In my volleyball best friend, in Missouri, in my classes, my books, my volleyball, my bike rides, our bible studies - I saw my childhood self begin to fade and my adult self begin to emerge, shakily, uncertainly, but excitedly and full of pregnant potential. While it was not easy to begin anew so far away from home, Missouri embraced my nascent growth, and as I started in the journalism school in the fall of 2004, I fell in love too with the newsroom, with deadlines, with sportswriting, editors, and telling true stories that I'd see in print the next morning.

It was that year that Missouri gave me perhaps her greatest gift, an auburn-haired pick-up basketball player named Ben, called only Basketball Boy by me and my roommates on the East Campus for weeks.
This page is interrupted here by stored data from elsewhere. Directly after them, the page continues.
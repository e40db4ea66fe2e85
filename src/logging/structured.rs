//! Structured logging setup using tracing
//!
//! Console output is always on. When local file logging is enabled, JSON
//! lines are also written to a rolling file under `local_path`.

use crate::config::LoggingConfig;
use crate::domain::{LeadflowError, Result};
use tracing::Level;
use tracing_appender::non_blocking::WorkerGuard;
use tracing_appender::rolling::{RollingFileAppender, Rotation};
use tracing_subscriber::layer::SubscriberExt;
use tracing_subscriber::util::SubscriberInitExt;
use tracing_subscriber::{EnvFilter, Layer};

/// Guard that must be kept alive for the duration of the program
/// to ensure logs are flushed properly
pub struct LoggingGuard {
    _file_guard: Option<WorkerGuard>,
}

impl LoggingGuard {
    fn new(file_guard: Option<WorkerGuard>) -> Self {
        Self {
            _file_guard: file_guard,
        }
    }
}

/// Initialize the logging system
///
/// # Arguments
///
/// * `log_level_str` - Log level as a string (trace, debug, info, warn, error)
/// * `config` - Logging configuration
///
/// `RUST_LOG`, when set, takes precedence over `log_level_str`.
///
/// # Errors
///
/// Returns a configuration error for an unknown level, an unknown rotation
/// or a log directory that cannot be created.
///
/// # Example
///
/// ```no_run
/// use leadflow::logging::init_logging;
/// use leadflow::config::LoggingConfig;
///
/// let config = LoggingConfig::default();
/// let _guard = init_logging("info", &config).expect("Failed to initialize logging");
/// ```
pub fn init_logging(log_level_str: &str, config: &LoggingConfig) -> Result<LoggingGuard> {
    let log_level = parse_log_level(log_level_str)?;

    let env_filter = EnvFilter::try_from_default_env()
        .unwrap_or_else(|_| EnvFilter::new(format!("leadflow={log_level}")));

    let mut layers = Vec::new();

    // stdout carries command output, so console logs go to stderr
    let console_layer = tracing_subscriber::fmt::layer()
        .with_target(true)
        .with_writer(std::io::stderr)
        .with_filter(env_filter.clone());

    layers.push(console_layer.boxed());

    let file_guard = if config.local_enabled {
        let rotation = parse_rotation(&config.local_rotation)?;

        std::fs::create_dir_all(&config.local_path).map_err(|e| {
            LeadflowError::Configuration(format!(
                "Failed to create log directory {}: {}",
                config.local_path, e
            ))
        })?;

        let file_appender = RollingFileAppender::new(rotation, &config.local_path, "leadflow.log");
        let (non_blocking, guard) = tracing_appender::non_blocking(file_appender);

        let file_layer = tracing_subscriber::fmt::layer()
            .json()
            .with_target(true)
            .with_thread_ids(true)
            .with_writer(non_blocking)
            .with_filter(env_filter);

        layers.push(file_layer.boxed());
        Some(guard)
    } else {
        None
    };

    tracing_subscriber::registry()
        .with(layers)
        .try_init()
        .map_err(|e| LeadflowError::Configuration(format!("Failed to install logger: {e}")))?;

    tracing::debug!(
        local_enabled = config.local_enabled,
        local_path = %config.local_path,
        "Logging initialized"
    );

    Ok(LoggingGuard::new(file_guard))
}

fn parse_log_level(level_str: &str) -> Result<Level> {
    match level_str.to_lowercase().as_str() {
        "trace" => Ok(Level::TRACE),
        "debug" => Ok(Level::DEBUG),
        "info" => Ok(Level::INFO),
        "warn" => Ok(Level::WARN),
        "error" => Ok(Level::ERROR),
        _ => Err(LeadflowError::Configuration(format!(
            "Invalid log level: {}. Must be one of: trace, debug, info, warn, error",
            level_str
        ))),
    }
}

fn parse_rotation(rotation: &str) -> Result<Rotation> {
    match rotation {
        "daily" => Ok(Rotation::DAILY),
        "hourly" => Ok(Rotation::HOURLY),
        other => Err(LeadflowError::Configuration(format!(
            "Invalid log rotation: {other}. Must be daily or hourly"
        ))),
    }
}
//! Domain models and types for leadflow.
//!
//! # Overview
//!
//! The domain layer provides:
//! - **Strongly-typed identifiers** ([`SourceId`], [`RecordId`])
//! - **Caller-facing shapes** ([`ConversionRequest`], [`ConversionOutcome`])
//! - **Field documentation** ([`schema`]) for interface descriptions
//! - **Error types** ([`LeadflowError`], [`EngineError`])
//! - **Result type alias** ([`Result`])
//!
//! # Mandatory Fields
//!
//! `sourceId` and `convertedStatus` are plain (non-optional) fields, so a
//! request missing either one never deserializes:
//!
//! ```rust
//! use leadflow::domain::ConversionRequest;
//!
//! let missing = serde_json::from_str::<ConversionRequest>(r#"{"sourceId": "L1"}"#);
//! assert!(missing.is_err());
//! ```
//!
//! # Builder Pattern
//!
//! ```rust
//! use leadflow::domain::{ConversionRequest, SourceId};
//!
//! # fn example() -> Result<(), Box<dyn std::error::Error>> {
//! let request = ConversionRequest::builder()
//!     .source_id(SourceId::new("L2")?)
//!     .converted_status("Qualified")
//!     .opportunity_name("Big Deal")
//!     .build()?;
//! # Ok(())
//! # }
//! ```

pub mod context;
pub mod errors;
pub mod ids;
pub mod outcome;
pub mod request;
pub mod result;
pub mod schema;

// Re-export commonly used types for convenience
pub use errors::{ElementFailure, EngineError, LeadflowError};
pub use ids::{RecordId, SourceId};
pub use outcome::ConversionOutcome;
pub use request::{ConversionRequest, ConversionRequestBuilder};
pub use result::Result;
pub use schema::FieldDoc;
We met in a weekend pick-up game, and a few chance encounters later, he'd become my first real serious boyfriend, my first love, the first to break my heart, and -- nearly 16 years later -- my husband of six and a half years and father to my children.

Unlike me, Ben never thought of going elsewhere for college. Mizzou was the only place he applied, and he went to study engineering.

There's an old story at Mizzou that if you walk over the clover leaf painted on the ground near the engineering school - and do something - I can't quite remember what - you'll marry a Mizzou engineer. I'm not sure if it was that, or fate, or providence, that brought Ben and me from Missouri to Kansas to Florida to Vegas to Chicago to Minnesota to Vegas again to San Francisco to Chicago again to Orange County to Minnesota again.

But maybe it was mighty Missouri, a state that has held my hopes and dreams, the history of my mother, the beginning of a life not yet known - a place forever pivotal in mine and in the American story.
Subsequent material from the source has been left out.